- [Work instruction]:
Only one stretch of the data below is wanted: the lines starting at the one with "let x = Atom::new(Element::C);" and ending at the one with "assert!(recorder.last().unwrap().is_from(&*set));", both included, given again exactly.

Stored data entries
------------------------------

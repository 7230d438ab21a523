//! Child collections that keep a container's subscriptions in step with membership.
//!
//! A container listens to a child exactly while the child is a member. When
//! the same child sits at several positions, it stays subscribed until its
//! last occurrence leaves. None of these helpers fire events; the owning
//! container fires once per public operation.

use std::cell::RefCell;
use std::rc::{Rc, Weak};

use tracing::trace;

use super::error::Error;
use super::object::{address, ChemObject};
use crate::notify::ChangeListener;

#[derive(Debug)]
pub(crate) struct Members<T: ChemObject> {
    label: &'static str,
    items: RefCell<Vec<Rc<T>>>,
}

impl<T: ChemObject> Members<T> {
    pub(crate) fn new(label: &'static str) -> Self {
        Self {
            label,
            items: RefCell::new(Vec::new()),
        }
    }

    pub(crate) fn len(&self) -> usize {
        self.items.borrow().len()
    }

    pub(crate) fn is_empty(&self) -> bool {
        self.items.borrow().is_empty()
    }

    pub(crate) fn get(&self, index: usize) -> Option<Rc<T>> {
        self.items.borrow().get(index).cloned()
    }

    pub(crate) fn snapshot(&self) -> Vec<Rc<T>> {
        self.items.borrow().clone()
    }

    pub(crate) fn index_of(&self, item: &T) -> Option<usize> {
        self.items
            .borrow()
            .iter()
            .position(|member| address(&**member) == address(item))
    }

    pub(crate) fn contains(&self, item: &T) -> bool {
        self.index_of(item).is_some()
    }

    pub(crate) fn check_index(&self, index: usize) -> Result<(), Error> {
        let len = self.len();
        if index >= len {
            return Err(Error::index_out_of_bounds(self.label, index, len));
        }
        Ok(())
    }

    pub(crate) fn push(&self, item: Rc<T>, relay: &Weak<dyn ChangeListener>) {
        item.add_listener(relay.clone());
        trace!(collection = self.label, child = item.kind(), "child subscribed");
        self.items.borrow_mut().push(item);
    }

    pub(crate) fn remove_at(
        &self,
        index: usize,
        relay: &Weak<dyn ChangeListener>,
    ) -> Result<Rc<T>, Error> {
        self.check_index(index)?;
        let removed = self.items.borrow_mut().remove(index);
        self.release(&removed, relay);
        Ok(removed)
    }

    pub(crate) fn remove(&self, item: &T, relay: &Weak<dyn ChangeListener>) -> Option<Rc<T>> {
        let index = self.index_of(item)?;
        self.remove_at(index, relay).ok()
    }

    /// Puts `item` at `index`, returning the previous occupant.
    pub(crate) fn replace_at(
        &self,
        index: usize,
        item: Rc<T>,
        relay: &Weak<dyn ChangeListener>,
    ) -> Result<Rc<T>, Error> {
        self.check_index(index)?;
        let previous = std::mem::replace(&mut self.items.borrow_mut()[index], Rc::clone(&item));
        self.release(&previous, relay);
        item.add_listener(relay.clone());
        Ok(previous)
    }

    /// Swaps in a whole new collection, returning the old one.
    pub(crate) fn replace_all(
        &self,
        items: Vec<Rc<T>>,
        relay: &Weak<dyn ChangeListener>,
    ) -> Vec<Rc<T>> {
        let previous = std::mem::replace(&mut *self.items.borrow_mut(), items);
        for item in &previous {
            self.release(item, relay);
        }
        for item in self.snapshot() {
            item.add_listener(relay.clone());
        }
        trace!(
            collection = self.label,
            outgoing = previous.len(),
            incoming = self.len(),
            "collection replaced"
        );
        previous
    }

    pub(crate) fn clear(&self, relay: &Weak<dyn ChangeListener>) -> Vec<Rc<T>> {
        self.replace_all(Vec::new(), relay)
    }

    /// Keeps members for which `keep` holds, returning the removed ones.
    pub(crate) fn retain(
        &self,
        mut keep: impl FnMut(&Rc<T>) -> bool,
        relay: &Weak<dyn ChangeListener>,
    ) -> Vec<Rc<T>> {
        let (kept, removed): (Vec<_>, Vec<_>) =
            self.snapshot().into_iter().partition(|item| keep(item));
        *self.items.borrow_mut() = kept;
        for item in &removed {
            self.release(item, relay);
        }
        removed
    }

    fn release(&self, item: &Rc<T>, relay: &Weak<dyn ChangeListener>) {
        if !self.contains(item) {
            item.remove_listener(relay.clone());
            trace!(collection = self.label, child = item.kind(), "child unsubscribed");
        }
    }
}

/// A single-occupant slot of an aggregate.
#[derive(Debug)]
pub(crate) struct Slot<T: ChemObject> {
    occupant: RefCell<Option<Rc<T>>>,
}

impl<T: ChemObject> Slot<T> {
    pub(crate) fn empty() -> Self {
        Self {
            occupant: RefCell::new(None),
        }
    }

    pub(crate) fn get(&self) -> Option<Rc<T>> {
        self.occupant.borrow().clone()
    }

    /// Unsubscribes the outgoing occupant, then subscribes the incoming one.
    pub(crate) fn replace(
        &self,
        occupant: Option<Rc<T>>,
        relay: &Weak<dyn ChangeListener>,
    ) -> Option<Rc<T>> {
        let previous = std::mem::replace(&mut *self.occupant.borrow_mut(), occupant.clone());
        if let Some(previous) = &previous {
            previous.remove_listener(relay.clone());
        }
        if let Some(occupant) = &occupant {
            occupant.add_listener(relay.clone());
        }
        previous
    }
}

------------------------------

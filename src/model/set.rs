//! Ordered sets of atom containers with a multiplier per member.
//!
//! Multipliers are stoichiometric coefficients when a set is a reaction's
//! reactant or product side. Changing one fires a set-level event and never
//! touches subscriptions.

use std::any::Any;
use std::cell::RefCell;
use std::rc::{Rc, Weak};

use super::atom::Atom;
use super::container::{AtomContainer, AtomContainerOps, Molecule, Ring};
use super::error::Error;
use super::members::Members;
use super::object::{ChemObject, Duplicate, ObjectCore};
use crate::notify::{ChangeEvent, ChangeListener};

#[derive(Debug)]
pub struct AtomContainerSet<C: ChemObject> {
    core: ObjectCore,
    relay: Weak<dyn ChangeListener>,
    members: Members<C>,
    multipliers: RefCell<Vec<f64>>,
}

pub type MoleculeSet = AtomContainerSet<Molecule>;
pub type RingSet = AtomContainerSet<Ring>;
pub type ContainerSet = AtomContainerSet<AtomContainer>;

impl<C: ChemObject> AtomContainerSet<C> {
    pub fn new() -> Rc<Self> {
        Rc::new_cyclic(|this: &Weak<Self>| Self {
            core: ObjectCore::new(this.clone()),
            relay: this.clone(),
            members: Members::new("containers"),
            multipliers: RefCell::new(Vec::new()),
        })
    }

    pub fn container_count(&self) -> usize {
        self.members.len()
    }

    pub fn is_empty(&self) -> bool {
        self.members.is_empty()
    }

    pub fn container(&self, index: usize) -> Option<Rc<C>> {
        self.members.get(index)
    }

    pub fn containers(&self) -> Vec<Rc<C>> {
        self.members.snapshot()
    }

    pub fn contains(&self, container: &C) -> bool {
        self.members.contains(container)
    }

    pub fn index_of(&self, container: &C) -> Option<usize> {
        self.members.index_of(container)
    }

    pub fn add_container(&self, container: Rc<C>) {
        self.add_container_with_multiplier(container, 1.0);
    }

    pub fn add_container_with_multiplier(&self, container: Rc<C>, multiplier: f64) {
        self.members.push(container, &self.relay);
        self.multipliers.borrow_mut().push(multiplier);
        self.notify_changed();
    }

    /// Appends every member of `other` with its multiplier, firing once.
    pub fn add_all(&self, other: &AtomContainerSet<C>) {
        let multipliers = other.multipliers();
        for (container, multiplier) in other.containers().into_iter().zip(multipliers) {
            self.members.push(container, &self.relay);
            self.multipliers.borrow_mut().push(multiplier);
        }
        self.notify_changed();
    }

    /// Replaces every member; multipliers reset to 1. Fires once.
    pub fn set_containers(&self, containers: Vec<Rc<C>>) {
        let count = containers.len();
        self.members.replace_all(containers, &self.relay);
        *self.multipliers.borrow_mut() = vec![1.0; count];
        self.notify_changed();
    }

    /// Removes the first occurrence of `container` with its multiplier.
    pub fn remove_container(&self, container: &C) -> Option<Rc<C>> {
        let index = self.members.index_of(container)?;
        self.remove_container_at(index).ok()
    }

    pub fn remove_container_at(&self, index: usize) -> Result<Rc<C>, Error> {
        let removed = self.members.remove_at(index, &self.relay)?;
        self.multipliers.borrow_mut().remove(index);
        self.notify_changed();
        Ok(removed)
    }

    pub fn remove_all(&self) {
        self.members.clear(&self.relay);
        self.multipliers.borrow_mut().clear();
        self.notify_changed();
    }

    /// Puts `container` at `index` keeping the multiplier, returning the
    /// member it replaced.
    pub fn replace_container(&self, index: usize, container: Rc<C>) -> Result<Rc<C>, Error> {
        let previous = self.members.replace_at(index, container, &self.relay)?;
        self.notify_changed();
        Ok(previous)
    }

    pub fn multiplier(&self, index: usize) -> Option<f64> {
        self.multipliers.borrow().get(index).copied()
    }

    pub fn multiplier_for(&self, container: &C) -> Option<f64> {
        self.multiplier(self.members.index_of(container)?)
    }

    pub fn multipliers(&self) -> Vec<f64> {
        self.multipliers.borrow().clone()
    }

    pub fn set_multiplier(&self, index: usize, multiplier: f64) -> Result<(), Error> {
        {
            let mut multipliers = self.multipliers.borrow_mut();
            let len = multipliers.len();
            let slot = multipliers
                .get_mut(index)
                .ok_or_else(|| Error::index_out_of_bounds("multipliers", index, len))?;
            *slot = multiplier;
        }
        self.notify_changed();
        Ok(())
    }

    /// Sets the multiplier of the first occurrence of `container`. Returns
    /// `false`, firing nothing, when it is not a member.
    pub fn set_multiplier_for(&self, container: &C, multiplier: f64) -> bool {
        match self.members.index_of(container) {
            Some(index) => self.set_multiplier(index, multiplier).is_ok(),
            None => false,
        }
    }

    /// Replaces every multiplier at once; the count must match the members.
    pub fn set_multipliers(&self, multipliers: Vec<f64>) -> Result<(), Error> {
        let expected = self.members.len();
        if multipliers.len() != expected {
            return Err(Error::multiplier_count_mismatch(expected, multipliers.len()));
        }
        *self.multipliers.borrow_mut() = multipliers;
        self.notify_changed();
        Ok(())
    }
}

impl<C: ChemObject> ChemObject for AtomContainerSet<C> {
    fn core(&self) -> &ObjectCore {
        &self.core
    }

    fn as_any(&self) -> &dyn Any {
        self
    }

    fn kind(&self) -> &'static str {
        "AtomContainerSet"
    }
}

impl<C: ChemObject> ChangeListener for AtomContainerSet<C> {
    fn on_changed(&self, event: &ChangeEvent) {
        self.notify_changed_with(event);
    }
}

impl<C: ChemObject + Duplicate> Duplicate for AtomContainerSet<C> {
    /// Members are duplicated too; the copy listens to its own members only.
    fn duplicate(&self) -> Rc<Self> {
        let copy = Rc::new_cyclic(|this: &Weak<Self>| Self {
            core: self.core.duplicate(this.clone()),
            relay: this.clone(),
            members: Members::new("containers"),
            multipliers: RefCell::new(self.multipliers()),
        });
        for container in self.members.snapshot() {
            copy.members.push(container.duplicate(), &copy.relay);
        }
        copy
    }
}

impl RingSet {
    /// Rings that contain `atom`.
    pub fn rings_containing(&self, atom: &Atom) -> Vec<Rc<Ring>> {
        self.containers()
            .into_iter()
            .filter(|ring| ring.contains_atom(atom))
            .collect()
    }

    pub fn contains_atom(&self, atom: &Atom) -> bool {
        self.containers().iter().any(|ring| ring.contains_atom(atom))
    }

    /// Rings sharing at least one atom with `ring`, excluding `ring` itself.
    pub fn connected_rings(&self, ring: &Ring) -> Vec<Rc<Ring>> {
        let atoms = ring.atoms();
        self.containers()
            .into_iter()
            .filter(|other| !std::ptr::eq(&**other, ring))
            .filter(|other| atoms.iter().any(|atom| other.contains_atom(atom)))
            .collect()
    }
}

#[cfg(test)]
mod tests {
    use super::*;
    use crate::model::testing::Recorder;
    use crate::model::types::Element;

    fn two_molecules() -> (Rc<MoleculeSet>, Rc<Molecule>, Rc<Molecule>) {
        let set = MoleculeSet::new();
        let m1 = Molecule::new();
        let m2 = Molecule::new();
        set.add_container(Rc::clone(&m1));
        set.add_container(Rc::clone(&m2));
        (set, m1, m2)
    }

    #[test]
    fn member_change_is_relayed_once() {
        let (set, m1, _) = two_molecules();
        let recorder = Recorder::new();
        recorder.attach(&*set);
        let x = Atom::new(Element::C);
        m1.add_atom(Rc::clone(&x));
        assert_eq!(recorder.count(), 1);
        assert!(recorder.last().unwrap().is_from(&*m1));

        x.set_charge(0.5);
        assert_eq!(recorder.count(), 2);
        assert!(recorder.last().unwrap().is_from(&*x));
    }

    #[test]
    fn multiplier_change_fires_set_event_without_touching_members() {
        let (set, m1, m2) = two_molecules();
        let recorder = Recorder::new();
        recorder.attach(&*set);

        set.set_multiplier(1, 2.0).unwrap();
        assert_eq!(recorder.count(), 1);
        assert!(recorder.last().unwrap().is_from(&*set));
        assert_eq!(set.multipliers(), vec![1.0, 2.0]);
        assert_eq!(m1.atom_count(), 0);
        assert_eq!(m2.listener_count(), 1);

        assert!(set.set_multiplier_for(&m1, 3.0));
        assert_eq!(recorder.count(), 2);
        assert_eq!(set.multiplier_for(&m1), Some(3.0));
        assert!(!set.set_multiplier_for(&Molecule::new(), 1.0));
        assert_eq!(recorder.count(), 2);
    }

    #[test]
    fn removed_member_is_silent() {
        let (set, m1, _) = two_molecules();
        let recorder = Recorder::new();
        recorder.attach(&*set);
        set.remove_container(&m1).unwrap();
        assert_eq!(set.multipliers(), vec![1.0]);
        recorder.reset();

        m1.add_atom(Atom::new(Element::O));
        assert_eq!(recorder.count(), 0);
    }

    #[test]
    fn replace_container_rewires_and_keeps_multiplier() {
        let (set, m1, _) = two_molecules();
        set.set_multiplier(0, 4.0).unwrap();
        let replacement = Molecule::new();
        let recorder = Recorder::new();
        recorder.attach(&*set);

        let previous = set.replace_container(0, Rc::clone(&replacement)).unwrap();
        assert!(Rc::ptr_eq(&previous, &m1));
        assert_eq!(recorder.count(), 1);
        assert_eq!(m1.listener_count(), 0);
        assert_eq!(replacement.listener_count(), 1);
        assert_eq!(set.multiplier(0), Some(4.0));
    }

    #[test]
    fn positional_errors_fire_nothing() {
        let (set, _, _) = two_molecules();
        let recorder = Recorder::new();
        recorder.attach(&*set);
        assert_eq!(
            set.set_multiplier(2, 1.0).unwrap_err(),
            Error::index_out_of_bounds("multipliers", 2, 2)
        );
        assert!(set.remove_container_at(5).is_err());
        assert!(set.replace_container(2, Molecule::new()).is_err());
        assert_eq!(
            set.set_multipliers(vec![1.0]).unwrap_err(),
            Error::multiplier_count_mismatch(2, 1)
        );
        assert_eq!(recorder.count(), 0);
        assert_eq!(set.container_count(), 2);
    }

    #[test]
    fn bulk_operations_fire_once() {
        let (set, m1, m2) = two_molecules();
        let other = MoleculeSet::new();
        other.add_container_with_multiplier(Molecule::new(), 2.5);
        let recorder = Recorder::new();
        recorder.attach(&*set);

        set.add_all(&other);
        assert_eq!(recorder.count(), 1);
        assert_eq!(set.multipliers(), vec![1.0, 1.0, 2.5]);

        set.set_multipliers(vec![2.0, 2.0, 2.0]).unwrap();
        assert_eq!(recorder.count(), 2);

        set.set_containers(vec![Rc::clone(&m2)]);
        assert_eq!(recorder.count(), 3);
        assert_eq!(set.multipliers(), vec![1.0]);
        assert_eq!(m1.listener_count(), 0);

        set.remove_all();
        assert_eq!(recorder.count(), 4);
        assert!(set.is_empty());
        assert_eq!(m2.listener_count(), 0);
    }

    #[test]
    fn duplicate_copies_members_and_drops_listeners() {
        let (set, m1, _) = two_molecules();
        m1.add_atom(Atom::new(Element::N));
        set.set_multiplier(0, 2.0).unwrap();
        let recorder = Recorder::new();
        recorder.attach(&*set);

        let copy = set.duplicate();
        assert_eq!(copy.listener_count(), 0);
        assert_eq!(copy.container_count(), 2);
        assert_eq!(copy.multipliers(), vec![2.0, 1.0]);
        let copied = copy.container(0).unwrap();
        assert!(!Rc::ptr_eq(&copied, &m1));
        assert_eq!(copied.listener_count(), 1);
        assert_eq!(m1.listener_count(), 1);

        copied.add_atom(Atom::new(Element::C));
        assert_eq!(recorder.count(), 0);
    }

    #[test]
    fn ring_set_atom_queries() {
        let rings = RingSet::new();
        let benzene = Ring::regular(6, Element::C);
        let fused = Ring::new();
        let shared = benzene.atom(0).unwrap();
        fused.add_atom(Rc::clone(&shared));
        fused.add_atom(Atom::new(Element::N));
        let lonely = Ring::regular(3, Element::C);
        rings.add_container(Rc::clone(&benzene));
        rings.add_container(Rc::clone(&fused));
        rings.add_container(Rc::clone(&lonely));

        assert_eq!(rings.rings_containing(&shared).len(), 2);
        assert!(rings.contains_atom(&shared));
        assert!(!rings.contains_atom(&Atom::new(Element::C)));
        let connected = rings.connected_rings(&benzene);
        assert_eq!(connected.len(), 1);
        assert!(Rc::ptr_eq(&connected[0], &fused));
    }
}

------------------------------

- [Result of the task]:
        let x = Atom::new(Element::C);
        m1.add_atom(Rc::clone(&x));
        assert_eq!(recorder.count(), 1);
        assert!(recorder.last().unwrap().is_from(&*m1));

        x.set_charge(0.5);
        assert_eq!(recorder.count(), 2);
        assert!(recorder.last().unwrap().is_from(&*x));
    }

    #[test]
    fn multiplier_change_fires_set_event_without_touching_members() {
        let (set, m1, m2) = two_molecules();
        let recorder = Recorder::new();
        recorder.attach(&*set);

        set.set_multiplier(1, 2.0).unwrap();
        assert_eq!(recorder.count(), 1);
        assert!(recorder.last().unwrap().is_from(&*set));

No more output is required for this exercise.